In the late 1990s and Noughties the new New Labour government decided it would bring care closer to home. Part of this was stimulated by Fabian Society policy driven by a local MP (and GP) who wrote a pamphlet with the provocative title “Challenging the Citadel: Breaking the hospitals’ grip on the NHS”[1]. This was to involve the diversion of hospital outpatients “into the community”. Among other things it would require the building of a network of community hospitals where patients could be seen as outpatients, have tests done and receive things like physiotherapy. This new philosophy really took off, and when the government decided it was to launch an NHS Constitution the head of the NHS, David Nicholson, announced at the inaugural meeting, in 2008, how pleased he was that in his own little town (one of the Chippings, but whether it was Camden, Norton or Sodbury I cannot recall and don’t care anyway) had a brand new community hospital, and it was wonderful and the way forward.

It was all I could do not to stand up and say “HANG ON! We have spent the last 10 years closing cottage hospitals because they are uneconomic, and now you are talking about opening them all again! WHERE IS THE MONEY COMING FROM?” Actually I knew the answer to the last bit. More on that elsewhere. But the moral of this tale is that things may be nice and patient-friendly and touchy-feely, but in times of trouble Uncle Andrew thinks that financial prudence might be a Good Thing. Tesco knows best. Small may be beautiful, but not if it’s unaffordable (and it’s interesting to note that Tesco’s local “One-stop” shops charge 18% more than the supermarket price).

Our cottage hospital suddenly became the focus for a re-profiling exercise of the “move care into the community” type. Two meetings were held to brainstorm plans. These were organised by the local Primary Care Trust (PCT). It was only after the second meeting that I discovered all of this. Perhaps it was unreasonable to expect the PCT to be interested in the views of the (many) consultants who have, and still, provide an outpatient service there. After all I only worked there for 27 years. But even this initiative may come to nought, as we have a new government and PCTs are to be abolished. This raises another issue – or system fault. You can negotiate all you like but if someone changes the system, or the finance, then you have to start all over again. Old lags like me who have been around a bit have spent a lot of time trying to plan the same services with literally dozens of different people, which become tedious. If you compare some of my discussion papers from 1985 with those twenty years later it is disconcerting to realise how similar they are (except that the early ones are printed with a dot-matrix printer and the stored version is on an unreadable floppy disc, unless you happen to have an old BBC B computer knocking about…)

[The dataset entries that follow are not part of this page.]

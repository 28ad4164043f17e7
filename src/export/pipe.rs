//! Stdout writer that tolerates a closed downstream pipe.

use std::io::{self, ErrorKind, Write};

/// Treats `BrokenPipe` as success, so `tag_inspector urls.txt | head` exits cleanly.
pub(crate) struct IgnoreBrokenPipe<W: Write> {
    inner: W,
}

impl<W: Write> IgnoreBrokenPipe<W> {
    pub(crate) fn new(inner: W) -> Self {
        Self { inner }
    }
}

impl<W: Write> Write for IgnoreBrokenPipe<W> {
    fn write(&mut self, buf: &[u8]) -> io::Result<usize> {
        self.inner.write(buf).or_else(|e| {
            if e.kind() == ErrorKind::BrokenPipe {
                Ok(buf.len())
            } else {
                Err(e)
            }
        })
    }

    fn flush(&mut self) -> io::Result<()> {
        self.inner.flush().or_else(|e| {
            if e.kind() == ErrorKind::BrokenPipe {
                Ok(())
            } else {
                Err(e)
            }
        })
    }
}

#[cfg(test)]
mod tests {
    use super::*;

    struct ClosedPipe;

    impl Write for ClosedPipe {
        fn write(&mut self, _buf: &[u8]) -> io::Result<usize> {
            Err(io::Error::new(ErrorKind::BrokenPipe, "closed"))
        }

        fn flush(&mut self) -> io::Result<()> {
            Err(io::Error::new(ErrorKind::BrokenPipe, "closed"))
        }
    }

    struct Failing;

    impl Write for Failing {
        fn write(&mut self, _buf: &[u8]) -> io::Result<usize> {
            Err(io::Error::new(ErrorKind::PermissionDenied, "denied"))
        }

        fn flush(&mut self) -> io::Result<()> {
            Ok(())
        }
    }

    #[test]
    fn test_broken_pipe_is_swallowed() {
        let mut writer = IgnoreBrokenPipe::new(ClosedPipe);
        assert_eq!(writer.write(b"abc").unwrap(), 3);
        assert!(writer.flush().is_ok());
    }

    #[test]
    fn test_other_errors_propagate() {
        let mut writer = IgnoreBrokenPipe::new(Failing);
        assert!(writer.write(b"abc").is_err());
    }
}
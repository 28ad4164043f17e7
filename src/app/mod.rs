//! Main application modules.
//!
//! This module provides utilities for URL validation, progress logging,
//! message sanitizing and statistics printing used by the run loop.

pub mod logging;
pub mod sanitize;
pub mod statistics;
pub mod url;

// Re-export public API
pub use logging::log_progress;
pub use sanitize::truncate_message;
pub use statistics::{print_detection_summary, print_error_statistics};
pub use url::validate_and_normalize_url;
//! Main application entry point (CLI binary).
//!
//! This is a thin wrapper around the `tag_inspector` library that handles:
//! - Command-line argument parsing
//! - Logger initialization
//! - Reading the URL list and writing JSON Lines results
//!
//! All core functionality is implemented in the library crate.

use anyhow::{Context, Result};
use clap::Parser;
use std::process;

use tag_inspector::export::export_jsonl;
use tag_inspector::initialization::init_logger_with;
use tag_inspector::{print_detection_summary, read_urls, run_detection, Config, Opt};

#[tokio::main]
async fn main() -> Result<()> {
    let opt = Opt::parse();
    let input = opt.file.clone();
    let output = opt.output.clone();
    let config = Config::from(opt);

    init_logger_with(config.log_level.clone().into(), config.log_format.clone())
        .context("Failed to initialize logger")?;

    let result = async {
        let urls = read_urls(&input).await?;
        let report = run_detection(config, urls).await?;
        let written = export_jsonl(&report.results, output.as_deref())?;
        if let Some(path) = &output {
            log::info!("Wrote {} results to {}", written, path.display());
        }
        print_detection_summary(&report);
        Ok::<_, anyhow::Error>(())
    }
    .await;

    if let Err(e) = result {
        eprintln!("tag_inspector error: {:#}", e);
        process::exit(1);
    }
    Ok(())
}
//! Built-in tag catalogue.
//!
//! Eight tag types ship with the crate. Each is a [`SignaturePlugin`] paired with
//! its own pattern bundle, registered under a stable key.

use std::sync::Arc;

use crate::config::MethodWeights;
use crate::error_handling::ConfigurationError;
use crate::registry::pattern::TagPattern;
use crate::registry::plugin::{DetectorPlugin, SignaturePlugin};

pub const BUILTIN_VERSION: &str = "3.0.0";

/// A built-in entry: registry key, plugin, and pattern bundle.
pub struct BuiltinTag {
    pub key: &'static str,
    pub plugin: Arc<dyn DetectorPlugin>,
    pub pattern: TagPattern,
}

fn entry(
    key: &'static str,
    name: &str,
    pattern: Result<TagPattern, ConfigurationError>,
) -> Result<BuiltinTag, ConfigurationError> {
    Ok(BuiltinTag {
        key,
        plugin: Arc::new(SignaturePlugin::new(name, BUILTIN_VERSION)),
        pattern: pattern?,
    })
}

/// Builds the eight built-in tags with the given method weights.
pub fn builtin_tags(weights: &MethodWeights) -> Result<Vec<BuiltinTag>, ConfigurationError> {
    let w = || weights.clone();

    Ok(vec![
        entry(
            "gtm",
            "Google Tag Manager",
            TagPattern::builder("gtm")
                .container_id(r"(?i)\bGTM-[A-Z0-9]{4,}\b")
                .script_url(r#"(?i)googletagmanager\.com/gtm\.js\?id=([^&"'\s]+)"#)
                .inline_call(r#"(?is)gtm\.start["']?\s*:\s*new\s+Date\(\)\.getTime\(\)"#)
                .inline_call(r"(?i)\bdataLayer\s*=\s*\[|\bdataLayer\.push\s*\(")
                .dynamic_insertion(r#"(?is)createElement\s*\(\s*["']script["'][\s\S]{0,200}?googletagmanager\.com/gtm\.js"#)
                .noscript(r#"(?is)<noscript\b[^>]*>.*?<iframe[^>]*src=["']https://www\.googletagmanager\.com/ns\.html\?id=([^"'&]+)"#)
                .request_hosts(["googletagmanager.com/gtm.js", "googletagmanager.com/ns.html"])
                .request_id(r"(?i)\bGTM-[A-Z0-9]{4,}\b")
                .globals(["google_tag_manager"])
                .console_keywords(["google tag manager", "gtm.js"])
                .dom_marker(r"(?i)\bGTM-[A-Z0-9]{4,}\b")
                .uppercase_ids()
                .weights(w())
                .build(),
        )?,
        entry(
            "tealium",
            "Tealium",
            TagPattern::builder("tealium")
                .script_url(r"(?i)tags\.tiqcdn\.com/utag/([^/]+)/([^/]+)/([^/]+)/utag(?:\.sync)?\.js")
                .inline_call(r"(?i)\butag_data\s*=\s*\{")
                .inline_call(r"(?i)\butag\.(?:link|view|track|sync)\s*\(")
                .dynamic_insertion(r#"(?is)createElement\s*\(\s*["']script["'][\s\S]{0,300}?tags\.tiqcdn\.com"#)
                .async_loader(r"(?is)\(function\s*\([a-z,\s]*\)\s*\{[^}]*tags\.tiqcdn\.com[^}]*\}\s*\)\s*\(\s*\)")
                .request_hosts(["tags.tiqcdn.com", "tealiumiq.com"])
                .request_id(r"(?i)tags\.tiqcdn\.com/utag/([^/]+)/([^/]+)/([^/]+)/")
                .globals(["utag", "utag_data"])
                .console_keywords(["tealium", "utag"])
                .dom_marker(r"(?i)tags\.tiqcdn\.com/utag/([^/]+)/([^/]+)/([^/]+)/utag")
                .weights(w())
                .build(),
        )?,
        entry(
            "gtag",
            "Google tag (GA4)",
            TagPattern::builder("gtag")
                .container_id(r"\bG-[A-Z0-9]{10}\b")
                .script_url(r#"(?i)googletagmanager\.com/gtag/js\?id=([^&"'\s]+)"#)
                .inline_call(r#"(?i)\bgtag\s*\(\s*["'](?:config|event)["']"#)
                .dynamic_insertion(r#"(?is)createElement\s*\(\s*["']script["'][\s\S]{0,200}?googletagmanager\.com/gtag/js"#)
                .request_hosts([
                    "googletagmanager.com/gtag/js",
                    "google-analytics.com/g/collect",
                    "analytics.google.com/g/collect",
                ])
                .request_id(r"(?i)\b(?:id|tid)=(G-[A-Z0-9]{10})\b")
                .globals(["gtag"])
                .console_keywords(["gtag", "google analytics 4"])
                .dom_marker(r"\bG-[A-Z0-9]{10}\b")
                .uppercase_ids()
                .weights(w())
                .build(),
        )?,
        entry(
            "meta_pixel",
            "Meta Pixel",
            TagPattern::builder("meta_pixel")
                .container_id(r#"(?i)\bfbq\s*\(\s*["']init["']\s*,\s*["'](\d{15,16})["']"#)
                .script_url(r"(?i)connect\.facebook\.net/[^/]+/fbevents\.js")
                .inline_call(r#"(?i)\bfbq\s*\(\s*["']track["']\s*,"#)
                .dynamic_insertion(r#"(?is)createElement\s*\(\s*["']script["'][\s\S]{0,200}?connect\.facebook\.net"#)
                .noscript(r#"(?is)<noscript\b[^>]*>.*?<img[^>]*src=["']https://www\.facebook\.com/tr\?id=(\d{15,16})"#)
                .request_hosts(["connect.facebook.net", "facebook.com/tr"])
                .request_id(r"[?&]id=(\d{15,16})\b")
                .globals(["fbq"])
                .console_keywords(["fbq", "facebook pixel", "meta pixel"])
                .dom_marker(r#"(?i)\bfbq\s*\(\s*["']init["']\s*,\s*["'](\d{15,16})["']"#)
                .weights(w())
                .build(),
        )?,
        entry(
            "tiktok_pixel",
            "TikTok Pixel",
            TagPattern::builder("tiktok_pixel")
                .container_id(r#"(?i)\bttq\.load\s*\(\s*["']([^"']+)["']"#)
                .script_url(r"(?i)analytics\.tiktok\.com/i18n/pixel/events\.js(?:\?sdkid=([A-Za-z0-9]+))?")
                .inline_call(r#"(?i)\bttq\.(?:track|page)\s*\("#)
                .dynamic_insertion(r#"(?is)createElement\s*\(\s*["']script["'][\s\S]{0,200}?analytics\.tiktok\.com"#)
                .noscript(r#"(?is)<noscript\b[^>]*>.*?<img[^>]*src=["']https://analytics\.tiktok\.com/i18n/pixel/pixel\.gif\?id=([^"'&]+)"#)
                .request_hosts(["analytics.tiktok.com"])
                .request_id(r"(?i)sdkid=([A-Za-z0-9]+)")
                .globals(["ttq"])
                .console_keywords(["tiktok", "ttq"])
                .dom_marker(r#"(?i)\bttq\.load\s*\(\s*["']([^"']+)["']"#)
                .uppercase_ids()
                .weights(w())
                .build(),
        )?,
        entry(
            "linkedin_insight",
            "LinkedIn Insight Tag",
            TagPattern::builder("linkedin_insight")
                .container_id(r#"(?i)_linkedin_(?:data_)?partner_id\s*=\s*["']?(\d+)"#)
                .script_url(r"(?i)snap\.licdn\.com/li\.lms-analytics/insight\.min\.js")
                .inline_call(r"(?i)\blintrk\s*\(")
                .dynamic_insertion(r#"(?is)createElement\s*\(\s*["']script["'][\s\S]{0,200}?snap\.licdn\.com"#)
                .noscript(r#"(?is)<noscript\b[^>]*>.*?<img[^>]*src=["']https://px\.ads\.linkedin\.com/collect/?\?pid=(\d+)"#)
                .request_hosts(["snap.licdn.com/li.lms-analytics", "px.ads.linkedin.com"])
                .request_id(r"(?i)\bpid=(\d+)")
                .globals(["lintrk", "_linkedin_data_partner_ids"])
                .console_keywords(["linkedin insight", "lintrk"])
                .dom_marker(r#"(?i)_linkedin_(?:data_)?partner_id\s*=\s*["']?(\d+)"#)
                .weights(w())
                .build(),
        )?,
        entry(
            "snap_pixel",
            "Snap Pixel",
            TagPattern::builder("snap_pixel")
                .container_id(r#"(?i)\bsnaptr\s*\(\s*["']init["']\s*,\s*["']([^"']+)["']"#)
                .script_url(r"(?i)sc-static\.net/scevent\.min\.js")
                .inline_call(r#"(?i)\bsnaptr\s*\(\s*["']track["']\s*,"#)
                .dynamic_insertion(r#"(?is)createElement\s*\(\s*["']script["'][\s\S]{0,200}?sc-static\.net"#)
                .noscript(r#"(?is)<noscript\b[^>]*>.*?<img[^>]*src=["']https://sc-static\.net/scevent\.gif\?id=([^"'&]+)"#)
                .request_hosts(["sc-static.net/scevent", "tr.snapchat.com"])
                .globals(["snaptr"])
                .console_keywords(["snaptr", "snapchat"])
                .dom_marker(r#"(?i)\bsnaptr\s*\(\s*["']init["']\s*,\s*["']([^"']+)["']"#)
                .weights(w())
                .build(),
        )?,
        entry(
            "universal_analytics",
            "Universal Analytics",
            TagPattern::builder("universal_analytics")
                .container_id(r"(?i)\bUA-\d{4,10}-\d{1,4}\b")
                .script_url(r"(?i)google-analytics\.com/analytics\.js")
                .inline_call(r#"(?i)\bga\s*\(\s*["'](?:create|send)["']"#)
                .dynamic_insertion(r#"(?is)createElement\s*\(\s*["']script["'][\s\S]{0,200}?google-analytics\.com/analytics\.js"#)
                .request_hosts([
                    "google-analytics.com/analytics.js",
                    "google-analytics.com/collect",
                    "google-analytics.com/r/collect",
                ])
                .request_id(r"(?i)\btid=(UA-\d{4,10}-\d{1,4})\b")
                .globals(["ga", "GoogleAnalyticsObject"])
                .console_keywords(["universal analytics", "analytics.js"])
                .dom_marker(r"(?i)\bUA-\d{4,10}-\d{1,4}\b")
                .uppercase_ids()
                .weights(w())
                .build(),
        )?,
    ])
}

As a corollary, one should bear in mind that the affordability issue is stealthily rearing its head again. The Labour government of Gordon Brown created some new peers so it could boast it was a government of the talents. None of them lasted very long, but Ara Darzi, a teaching hospital surgeon, took on the total reorganisation of the NHS, general practice included, and reinvented the polyclinic concept. I remember seeing the video trailer to this where he was meandering down a hospital ward, and stopped to talk to a lady who had rheumatoid arthritis; he asked her how long she had been in, and hearing it had been for some weeks expounded at length on how such hospital stays were avoidable. Had he talked to me he would have found that such admissions are so rare that they are remembered for years; we rheumatologists hardly admit a soul these days, so it was a very bad example. I also recall that he brought over some enthusiast from Berlin to support the polyclinic cause, and remember thinking, as this chap was wheeled out all over the place, that one could not build a nationwide system based on a single example. Where were other successful models? Why were people from these not speaking also? Perhaps there weren’t any.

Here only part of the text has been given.